Occasionally I will review a CD, film, guitar or piece of audio gear. Here’s a review on a CD I am currently addicted to; Loreena McKennitt’s “The Book of Secrets”.
UNDER LOREENA’S SPELL:
The Book of Secrets, 1997 Quinlan Road Records
By Drewcifer Von Tone
Take a musical journey through an exotic, alluring world with Canadian singer/multi-instrumentalist Loreena McKennitt; a world where east harmonizes soulfully with west.
I am a late-comer to McKennitt's music, but what a wonderful find she has been! "The Book of Secrets" is a musical masterwork, conjuring magical imagery and dreamscapes of rich color. The 1997 release is, like all her albums, on her own Quinlan Road label. Being a fan of Clannad, and to a lesser extent of Enya, I find McKennitt's music to be more haunting, more imaginative and more aurally textural than either of the other two.
There are many enchanting tales inside "The Book of Secrets", but none more stirring than the 1997 hit single, "The Mummer's Dance", a positively addicting blend of Arabic percussion, hypnotic drones, and soaring vocal melody.
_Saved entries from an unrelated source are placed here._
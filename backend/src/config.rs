//! Application configuration.
//!
//! Defaults are overridden by environment variables (a `.env` file is
//! loaded by the binary through `dotenvy`), then by command-line flags.
//!
//! | Variable                    | Default  |
//! |-----------------------------|----------|
//! | `TABSHIFT_PORT`             | `3000`   |
//! | `TABSHIFT_MAX_UPLOAD_BYTES` | 50 MiB   |
//! | `TABSHIFT_PREVIEW_ROWS`     | `5`      |

use std::str::FromStr;

use crate::error::ConfigError;

/// Default HTTP port.
pub const DEFAULT_PORT: u16 = 3000;

/// Maximum upload size (in bytes).
///
/// 50 MB limit.
pub const DEFAULT_MAX_UPLOAD_BYTES: usize = 50 * 1024 * 1024;

/// Rows shown in a table preview.
pub const DEFAULT_PREVIEW_ROWS: usize = 5;

pub const ENV_PORT: &str = "TABSHIFT_PORT";
pub const ENV_MAX_UPLOAD_BYTES: &str = "TABSHIFT_MAX_UPLOAD_BYTES";
pub const ENV_PREVIEW_ROWS: &str = "TABSHIFT_PREVIEW_ROWS";

/// Runtime settings shared by the CLI and the HTTP server.
#[derive(Debug, Clone, PartialEq, Eq)]
pub struct AppConfig {
    pub port: u16,
    pub max_upload_bytes: usize,
    pub preview_rows: usize,
}

impl Default for AppConfig {
    fn default() -> Self {
        Self {
            port: DEFAULT_PORT,
            max_upload_bytes: DEFAULT_MAX_UPLOAD_BYTES,
            preview_rows: DEFAULT_PREVIEW_ROWS,
        }
    }
}

impl AppConfig {
    /// Defaults overridden by the process environment.
    pub fn from_env() -> Result<Self, ConfigError> {
        Self::from_lookup(|key| std::env::var(key).ok())
    }

    /// Defaults overridden by whatever `lookup` returns for each key.
    pub fn from_lookup<F>(lookup: F) -> Result<Self, ConfigError>
    where
        F: Fn(&str) -> Option<String>,
    {
        let mut config = Self::default();

        if let Some(v) = lookup(ENV_PORT) {
            config.port = parse_value(ENV_PORT, &v)?;
        }
        if let Some(v) = lookup(ENV_MAX_UPLOAD_BYTES) {
            config.max_upload_bytes = parse_value(ENV_MAX_UPLOAD_BYTES, &v)?;
        }
        if let Some(v) = lookup(ENV_PREVIEW_ROWS) {
            config.preview_rows = parse_value(ENV_PREVIEW_ROWS, &v)?;
        }

        if config.max_upload_bytes == 0 {
            return Err(ConfigError::InvalidValue {
                key: ENV_MAX_UPLOAD_BYTES.to_string(),
                value: "0".to_string(),
            });
        }

        Ok(config)
    }
}

fn parse_value<T: FromStr>(key: &str, value: &str) -> Result<T, ConfigError> {
    value.trim().parse().map_err(|_| ConfigError::InvalidValue {
        key: key.to_string(),
        value: value.to_string(),
    })
}

#[cfg(test)]
mod tests {
    use super::*;
    use std::collections::HashMap;

    fn lookup(pairs: &[(&str, &str)]) -> impl Fn(&str) -> Option<String> {
        let map: HashMap<String, String> = pairs
            .iter()
            .map(|(k, v)| (k.to_string(), v.to_string()))
            .collect();
        move |key| map.get(key).cloned()
    }

    #[test]
    fn test_defaults() {
        let config = AppConfig::from_lookup(lookup(&[])).unwrap();
        assert_eq!(config, AppConfig::default());
        assert_eq!(config.port, 3000);
        assert_eq!(config.preview_rows, 5);
    }

    #[test]
    fn test_overrides() {
        let config = AppConfig::from_lookup(lookup(&[
            (ENV_PORT, "8080"),
            (ENV_MAX_UPLOAD_BYTES, " 1024 "),
            (ENV_PREVIEW_ROWS, "10"),
        ]))
        .unwrap();
        assert_eq!(config.port, 8080);
        assert_eq!(config.max_upload_bytes, 1024);
        assert_eq!(config.preview_rows, 10);
    }

    #[test]
    fn test_invalid_value() {
        let err = AppConfig::from_lookup(lookup(&[(ENV_PORT, "eighty")])).unwrap_err();
        let msg = err.to_string();
        assert!(msg.contains(ENV_PORT));
        assert!(msg.contains("eighty"));
    }

    #[test]
    fn test_zero_upload_limit_rejected() {
        assert!(AppConfig::from_lookup(lookup(&[(ENV_MAX_UPLOAD_BYTES, "0")])).is_err());
    }
}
I consider myself much more a Celtic music fan than a New-Ager, but this song is a genre-buster; cutting a wide appeal across World, Celtic, New Age, Folk, and even Pop. The more traditionally Celtic "Skellig" paints the lonely picture of a Medieval Irish Monk and Scribe, living in devout solitude in the harsh Skellig Islands. The instrumental "Marco Polo" transports us to the smoky late-night Bazaars of Persia, where mystery, danger and romance await around every darkened corner; behind every silken veil. You can almost smell the opium on the night air. And perhaps my favorite is "The Highwayman", a tragic love story whose lyrics are adapted from the famous poem by Alfred Noyes. McKennitt is obviously a life-long student of classic poetry, and her own lyric-writing reads like it. These songs resonate. These songs intoxicate.
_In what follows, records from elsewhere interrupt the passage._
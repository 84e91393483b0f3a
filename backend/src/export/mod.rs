//! Exporter: serialize a [`Table`] to CSV or XLSX bytes.
//!
//! The output file name is derived from the uploaded one by swapping its
//! extension, and the MIME type comes from the target format. The table is
//! only read.

use rust_xlsxwriter::{Format, Workbook};

use crate::error::{ExportError, ExportResult};
use crate::models::{format_number, Cell, ExportArtifact, ExportFormat, Table};
use crate::parser::extension_of;

/// Worksheet row limit, header included.
pub const XLSX_MAX_ROWS: usize = 1_048_576;

/// Worksheet column limit.
pub const XLSX_MAX_COLUMNS: usize = 16_384;

/// Name of the single exported worksheet.
pub const SHEET_NAME: &str = "Sheet1";

/// Serialize `table` as `format`, naming the result after `original_file_name`.
pub fn export(
    table: &Table,
    format: ExportFormat,
    original_file_name: &str,
) -> ExportResult<ExportArtifact> {
    let bytes = match format {
        ExportFormat::Csv => to_csv(table)?,
        ExportFormat::Xlsx => to_xlsx(table)?,
    };

    Ok(ExportArtifact {
        bytes,
        file_name: output_file_name(original_file_name, format),
        mime_type: format.mime_type(),
    })
}

/// Replace the last extension of `original` with the format's extension.
pub fn output_file_name(original: &str, format: ExportFormat) -> String {
    let stem = match original.rfind('.') {
        Some(dot) if !extension_of(original).is_empty() => &original[..dot],
        _ => original,
    };
    format!("{}{}", stem, format.extension())
}

/// CSV with a header row and no index column.
pub fn to_csv(table: &Table) -> ExportResult<Vec<u8>> {
    let mut writer = csv::WriterBuilder::new()
        .terminator(csv::Terminator::Any(b'\n'))
        .from_writer(Vec::new());

    if table.column_count() > 0 {
        writer.write_record(table.columns().iter().map(|c| c.name.as_str()))?;
        for row in table.rows() {
            writer.write_record(row.iter().map(|cell| cell.to_string()))?;
        }
    } else {
        // No columns: one empty line per row after the empty header
        let mut out = b"\n".to_vec();
        out.extend(std::iter::repeat(b'\n').take(table.row_count()));
        return Ok(out);
    }

    writer
        .into_inner()
        .map_err(|e| ExportError::Csv(e.error().to_string()))
}

/// Single-sheet workbook with a bold header row and no index column.
pub fn to_xlsx(table: &Table) -> ExportResult<Vec<u8>> {
    if table.row_count() + 1 > XLSX_MAX_ROWS || table.column_count() > XLSX_MAX_COLUMNS {
        return Err(ExportError::TooLarge {
            rows: table.row_count(),
            columns: table.column_count(),
        });
    }

    let mut workbook = Workbook::new();
    let header_format = Format::new().set_bold();
    let sheet = workbook.add_worksheet();
    sheet.set_name(SHEET_NAME)?;

    for (col, column) in table.columns().iter().enumerate() {
        let col = col as u16;
        sheet.write_string_with_format(0, col, &column.name, &header_format)?;

        for (row, cell) in column.cells.iter().enumerate() {
            let row = row as u32 + 1;
            match cell {
                Cell::Missing => {}
                Cell::Number(n) if n.is_finite() => {
                    sheet.write_number(row, col, *n)?;
                }
                Cell::Number(n) => {
                    sheet.write_string(row, col, format_number(*n))?;
                }
                Cell::Text(s) => {
                    sheet.write_string(row, col, s)?;
                }
            }
        }
    }

    Ok(workbook.save_to_buffer()?)
}

#[cfg(test)]
mod tests {
    use super::*;
    use crate::models::{Column, ColumnKind, ColumnSelection, CSV_MIME, XLSX_MIME};
    use crate::parser::load;
    use crate::transform::cleaner::project;

    #[test]
    fn test_output_file_name() {
        assert_eq!(output_file_name("report.xlsx", ExportFormat::Csv), "report.csv");
        assert_eq!(output_file_name("data.csv", ExportFormat::Xlsx), "data.xlsx");
        assert_eq!(output_file_name("Q1.Report.XLSX", ExportFormat::Csv), "Q1.Report.csv");
        assert_eq!(output_file_name("csv.csv", ExportFormat::Xlsx), "csv.xlsx");
        assert_eq!(output_file_name("noext", ExportFormat::Csv), "noext.csv");
    }

    #[test]
    fn test_csv_export() {
        let table = load(b"name,score\nAlice,10\nBob,\n\"Smith, J\",2.5", ".csv").unwrap();
        let artifact = export(&table, ExportFormat::Csv, "scores.xlsx").unwrap();

        assert_eq!(artifact.file_name, "scores.csv");
        assert_eq!(artifact.mime_type, CSV_MIME);
        assert_eq!(
            String::from_utf8(artifact.bytes).unwrap(),
            "name,score\nAlice,10\nBob,\n\"Smith, J\",2.5\n"
        );
    }

    #[test]
    fn test_csv_round_trip() {
        let source = "id,label,value\n1,a,0.5\n2,,\n3,\"x,y\",-4\n";
        let table = load(source.as_bytes(), ".csv").unwrap();
        let bytes = to_csv(&table).unwrap();
        let reloaded = load(&bytes, ".csv").unwrap();

        assert_eq!(reloaded, table);
    }

    #[test]
    fn test_csv_round_trip_single_column_with_missing() {
        let mut table = load(b"name,score\nAlice,10\nBob,\nCara,3", ".csv").unwrap();
        let selection = ColumnSelection::from_names(&table, &["score"]).unwrap();
        project(&mut table, &selection);

        let bytes = to_csv(&table).unwrap();
        assert_eq!(bytes, b"score\n10\n\"\"\n3\n");

        let reloaded = load(&bytes, ".csv").unwrap();
        assert_eq!(reloaded.row_count(), 3);
        assert_eq!(reloaded, table);
    }

    #[test]
    fn test_export_does_not_mutate() {
        let table = load(b"a\n1\n1", ".csv").unwrap();
        let before = table.clone();
        export(&table, ExportFormat::Xlsx, "a.csv").unwrap();
        export(&table, ExportFormat::Csv, "a.csv").unwrap();
        assert_eq!(table, before);
    }

    #[test]
    fn test_xlsx_export_round_trip() {
        let table = load(b"name,score\nAlice,10\nBob,\nCara,2.5", ".csv").unwrap();
        let artifact = export(&table, ExportFormat::Xlsx, "scores.csv").unwrap();

        assert_eq!(artifact.file_name, "scores.xlsx");
        assert_eq!(artifact.mime_type, XLSX_MIME);
        // XLSX is a zip archive
        assert_eq!(&artifact.bytes[..2], b"PK");

        let reloaded = load(&artifact.bytes, ".xlsx").unwrap();
        assert_eq!(reloaded, table);
    }

    #[test]
    fn test_xlsx_round_trip_keeps_blank_rows() {
        let table = load(b"a,b\n1,2\n,\n3,4", ".csv").unwrap();
        let reloaded = load(&to_xlsx(&table).unwrap(), ".xlsx").unwrap();

        assert_eq!(reloaded.row_count(), 3);
        assert_eq!(reloaded, table);
    }

    #[test]
    fn test_xlsx_trailing_blank_rows_are_lost() {
        let table = load(b"a,b\n1,2\n,", ".csv").unwrap();
        assert_eq!(table.row_count(), 2);

        let reloaded = load(&to_xlsx(&table).unwrap(), ".xlsx").unwrap();
        assert_eq!(reloaded.row_count(), 1);
        assert_eq!(reloaded.column("a").unwrap().cells, vec![Cell::Number(1.0)]);
    }

    #[test]
    fn test_xlsx_infinite_written_as_text() {
        let table = Table::new(vec![Column::new(
            "v",
            ColumnKind::Numeric,
            vec![Cell::Number(f64::INFINITY), Cell::Number(1.0)],
        )]);
        let bytes = to_xlsx(&table).unwrap();
        let reloaded = load(&bytes, ".xlsx").unwrap();
        // "inf" parses back as a number
        assert_eq!(
            reloaded.column("v").unwrap().cells,
            vec![Cell::Number(f64::INFINITY), Cell::Number(1.0)]
        );
    }

    #[test]
    fn test_zero_column_csv() {
        let mut table = load(b"a\n1\n2", ".csv").unwrap();
        let none: [&str; 0] = [];
        let selection = ColumnSelection::from_names(&table, &none).unwrap();
        project(&mut table, &selection);
        assert_eq!(table.row_count(), 2);
        assert_eq!(to_csv(&table).unwrap(), b"\n\n\n");
    }
}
McKennitt's musical quest has set her on a pan-continental journey from the misty moors of Ireland to the mysterious markets of Marrakech. Atop it all, her ringing soprano stirs the very soul of the ancient traveler, the lover; the dreamer. You wouldn't imagine that an artist could weave Celtic and Arabic styles so seamlessly in to one tapestry, but not only does McKennitt do just that, she does it so beautifully that it makes one realize that these ancient sounds are not so diverse after all. She has found, at the core of it, that eastern and western music share a common and radiant soul.
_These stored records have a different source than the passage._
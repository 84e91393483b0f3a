//! Cleaning operations.
//!
//! Three independent, idempotent operations that mutate a [`Table`] in place:
//!
//! - [`remove_duplicates`] - drop rows equal to an earlier row
//! - [`fill_missing_numeric`] - replace missing numeric cells with the column mean
//! - [`project`] - keep a [`ColumnSelection`] of columns
//!
//! [`apply`] runs the enabled ones in that order, so duplicate detection and
//! means always see every original column.

use serde::Serialize;
use std::collections::HashSet;

use crate::error::CleanError;
use crate::models::{Cell, CleaningOptions, ColumnSelection, Table};

/// What [`fill_missing_numeric`] did.
#[derive(Debug, Clone, Default, PartialEq, Serialize)]
#[serde(rename_all = "camelCase")]
pub struct FillReport {
    /// Number of cells replaced.
    pub cells_filled: usize,
    /// Mean used per column that had missing cells.
    pub means: Vec<ColumnMean>,
    /// Numeric columns left unfilled because they hold no value at all.
    pub unfilled_columns: Vec<String>,
}

#[derive(Debug, Clone, PartialEq, Serialize)]
#[serde(rename_all = "camelCase")]
pub struct ColumnMean {
    pub column: String,
    pub mean: f64,
    pub filled: usize,
}

/// What [`apply`] did. `None` fields were not requested.
#[derive(Debug, Clone, Default, PartialEq, Serialize)]
#[serde(rename_all = "camelCase")]
pub struct CleaningReport {
    pub duplicates_removed: Option<usize>,
    pub fill: Option<FillReport>,
    pub columns_dropped: Option<Vec<String>>,
}

/// Delete rows that repeat an earlier row (all columns compared).
///
/// Keeps the first occurrence and the relative order of kept rows.
/// Returns the number of rows removed.
pub fn remove_duplicates(table: &mut Table) -> usize {
    let before = table.row_count();
    let mut seen: HashSet<Vec<&Cell>> = HashSet::with_capacity(before);
    let keep: Vec<bool> = table.rows().map(|row| seen.insert(row)).collect();
    drop(seen);

    let removed = keep.iter().filter(|k| !**k).count();
    if removed > 0 {
        table.retain_rows(&keep);
    }
    removed
}

/// Replace missing cells of numeric columns with the column mean.
///
/// The mean is taken over non-missing cells before any replacement. Text
/// columns are not touched; numeric columns without a single value stay
/// as they are.
pub fn fill_missing_numeric(table: &mut Table) -> FillReport {
    let mut report = FillReport::default();

    for column in table.columns_mut().iter_mut().filter(|c| c.is_numeric()) {
        let missing = column.missing_count();
        if missing == 0 {
            continue;
        }

        let values: Vec<f64> = column.cells.iter().filter_map(Cell::as_number).collect();
        if values.is_empty() {
            report.unfilled_columns.push(column.name.clone());
            continue;
        }
        let mean = values.iter().sum::<f64>() / values.len() as f64;

        for cell in column.cells.iter_mut().filter(|c| c.is_missing()) {
            *cell = Cell::Number(mean);
        }

        report.cells_filled += missing;
        report.means.push(ColumnMean {
            column: column.name.clone(),
            mean,
            filled: missing,
        });
    }

    report
}

/// Keep only the selected columns, in the table's order.
///
/// Returns the names of dropped columns. Row count is unchanged, even when
/// nothing is selected.
pub fn project(table: &mut Table, selection: &ColumnSelection) -> Vec<String> {
    let dropped: Vec<String> = table
        .columns()
        .iter()
        .filter(|c| !selection.contains(&c.name))
        .map(|c| c.name.clone())
        .collect();

    if !dropped.is_empty() {
        table.retain_columns(|c| selection.contains(&c.name));
    }
    dropped
}

/// Run the operations enabled in `options`: duplicates, fill, projection.
pub fn apply(table: &mut Table, options: &CleaningOptions) -> Result<CleaningReport, CleanError> {
    // Resolve the selection first so a bad name leaves the table untouched
    let selection = options
        .keep_columns
        .as_ref()
        .map(|names| ColumnSelection::from_names(table, names))
        .transpose()?;

    let mut report = CleaningReport::default();

    if options.remove_duplicates {
        report.duplicates_removed = Some(remove_duplicates(table));
    }
    if options.fill_missing_numeric {
        report.fill = Some(fill_missing_numeric(table));
    }
    if let Some(selection) = selection {
        report.columns_dropped = Some(project(table, &selection));
    }

    Ok(report)
}

#[cfg(test)]
mod tests {
    use super::*;
    use crate::models::{Column, ColumnKind};
    use crate::parser::load;

    fn scores() -> Table {
        load(b"name,score\nAlice,10\nBob,\nAlice,10", ".csv").unwrap()
    }

    #[test]
    fn test_remove_duplicates_keeps_first() {
        let mut table = load(b"a,b\n1,x\n2,y\n1,x\n3,z\n2,y", ".csv").unwrap();
        let removed = remove_duplicates(&mut table);

        assert_eq!(removed, 2);
        assert_eq!(table.row_count(), 3);
        assert_eq!(
            table.column("a").unwrap().cells,
            vec![Cell::Number(1.0), Cell::Number(2.0), Cell::Number(3.0)]
        );
    }

    #[test]
    fn test_remove_duplicates_compares_all_columns() {
        let mut table = load(b"a,b\n1,x\n1,y", ".csv").unwrap();
        assert_eq!(remove_duplicates(&mut table), 0);
        assert_eq!(table.row_count(), 2);
    }

    #[test]
    fn test_remove_duplicates_missing_equal() {
        let mut table = load(b"a,b\n1,\n1,", ".csv").unwrap();
        assert_eq!(remove_duplicates(&mut table), 1);
    }

    #[test]
    fn test_remove_duplicates_idempotent() {
        let mut once = load(b"a\n1\n1\n2\n2\n1", ".csv").unwrap();
        remove_duplicates(&mut once);
        let mut twice = once.clone();
        assert_eq!(remove_duplicates(&mut twice), 0);
        assert_eq!(once, twice);
    }

    #[test]
    fn test_fill_uses_mean_before_replacement() {
        let mut table = load(b"v,t\n1,a\n,b\n3,\n,d", ".csv").unwrap();
        let report = fill_missing_numeric(&mut table);

        assert_eq!(report.cells_filled, 2);
        assert_eq!(report.means[0].mean, 2.0);
        assert_eq!(
            table.column("v").unwrap().cells,
            vec![Cell::Number(1.0), Cell::Number(2.0), Cell::Number(3.0), Cell::Number(2.0)]
        );
        // Text column keeps its gap
        assert_eq!(table.column("t").unwrap().cells[2], Cell::Missing);
    }

    #[test]
    fn test_fill_leaves_all_missing_column() {
        let mut table = load(b"a,b\nx,\ny,", ".csv").unwrap();
        let report = fill_missing_numeric(&mut table);

        assert_eq!(report.cells_filled, 0);
        assert_eq!(report.unfilled_columns, vec!["b".to_string()]);
        assert_eq!(table.column("b").unwrap().missing_count(), 2);

        // Second pass changes nothing either
        let before = table.clone();
        let again = fill_missing_numeric(&mut table);
        assert_eq!(again.cells_filled, 0);
        assert_eq!(table, before);
    }

    #[test]
    fn test_fill_idempotent() {
        let mut table = load(b"v,t\n1,a\n,b\n5,c", ".csv").unwrap();
        let first = fill_missing_numeric(&mut table);
        assert_eq!(first.cells_filled, 1);
        assert_eq!(table.column("v").unwrap().cells[1], Cell::Number(3.0));

        let once = table.clone();
        let report = fill_missing_numeric(&mut table);
        assert_eq!(report, FillReport::default());
        assert_eq!(table, once);
    }

    #[test]
    fn test_project_keeps_table_order() {
        let mut table = load(b"a,b,c\n1,2,3", ".csv").unwrap();
        let selection = ColumnSelection::from_names(&table, &["c", "a"]).unwrap();
        let dropped = project(&mut table, &selection);

        assert_eq!(dropped, vec!["b".to_string()]);
        assert_eq!(table.column_names(), vec!["a", "c"]);
    }

    #[test]
    fn test_project_identity() {
        let mut table = load(b"a,b\n1,x\n2,y", ".csv").unwrap();
        let original = table.clone();
        let selection = ColumnSelection::all(&table);
        assert!(project(&mut table, &selection).is_empty());
        assert_eq!(table, original);
    }

    #[test]
    fn test_project_nothing_keeps_rows() {
        let mut table = load(b"a,b\n1,x\n2,y\n3,z", ".csv").unwrap();
        let selection = ColumnSelection::from_names::<&str>(&table, &[]).unwrap();
        project(&mut table, &selection);

        assert_eq!(table.column_count(), 0);
        assert_eq!(table.row_count(), 3);
    }

    #[test]
    fn test_scenario_dedup_then_fill() {
        let mut table = scores();
        let options = CleaningOptions {
            remove_duplicates: true,
            fill_missing_numeric: true,
            keep_columns: None,
        };
        let report = apply(&mut table, &options).unwrap();

        assert_eq!(report.duplicates_removed, Some(1));
        assert_eq!(report.fill.as_ref().unwrap().cells_filled, 1);
        assert_eq!(
            table.column("name").unwrap().cells,
            vec![Cell::Text("Alice".into()), Cell::Text("Bob".into())]
        );
        assert_eq!(
            table.column("score").unwrap().cells,
            vec![Cell::Number(10.0), Cell::Number(10.0)]
        );
    }

    #[test]
    fn test_apply_selection_after_cleaning() {
        // Rows only differ in the dropped column, so dedup must see it
        let mut table = load(b"id,v\n1,5\n2,5", ".csv").unwrap();
        let options = CleaningOptions {
            remove_duplicates: true,
            fill_missing_numeric: false,
            keep_columns: Some(vec!["v".into()]),
        };
        let report = apply(&mut table, &options).unwrap();

        assert_eq!(report.duplicates_removed, Some(0));
        assert_eq!(report.columns_dropped, Some(vec!["id".to_string()]));
        assert_eq!(table.row_count(), 2);
    }

    #[test]
    fn test_apply_unknown_column_leaves_table() {
        let mut table = scores();
        let original = table.clone();
        let options = CleaningOptions {
            remove_duplicates: true,
            fill_missing_numeric: false,
            keep_columns: Some(vec!["missing".into()]),
        };

        assert!(matches!(
            apply(&mut table, &options),
            Err(CleanError::UnknownColumn(name)) if name == "missing"
        ));
        assert_eq!(table, original);
    }

    #[test]
    fn test_apply_nothing_requested() {
        let mut table = scores();
        let original = table.clone();
        let report = apply(&mut table, &CleaningOptions::default()).unwrap();
        assert_eq!(report, CleaningReport::default());
        assert_eq!(table, original);
    }

    #[test]
    fn test_fill_ignores_numbers_in_text_column() {
        let mut table = Table::new(vec![Column::new(
            "mixed",
            ColumnKind::Text,
            vec![Cell::Number(1.0), Cell::Missing],
        )]);
        assert_eq!(fill_missing_numeric(&mut table).cells_filled, 0);
    }
}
RECORDING NOTES: From a production standpoint, “The Book of Secrets” is immaculate. The project was tracked and mixed at Peter Gabriel’s Real World studio in Wiltshire England, and was mastered stateside by Bob Ludwig at Gateway in Maine. Producer credits go to McKennitt and Brian Hughes, with engineers Stuart Bruce and the famous Kevin Killen (U2, Peter Gabriel, Elvis Costello). It was an all analog recording, recorded in 1996 and ’97 using multiple Studer machines and Gabriel’s wrap-around SSL 4000. The challenge of blending no less than fifty different instruments of every era and timbre must have been incredibly daunting. Heck, just getting them in tune was a project, so I’m told. McKennitt blends traditional European instruments (piano, harp, pipes, strings) with Arabic drums and drones, while also incorporating ancient devices like hurdy-gurdy, viola da gamba and Victorian guitar. Add to that McKennitt’s resonant operatic soprano, and the result is the most eclectic and exotic sonic-texture I have experienced, maybe ever.
Look for Loreena’s PBS TV special, “Nights from the Alhambra” coming in March.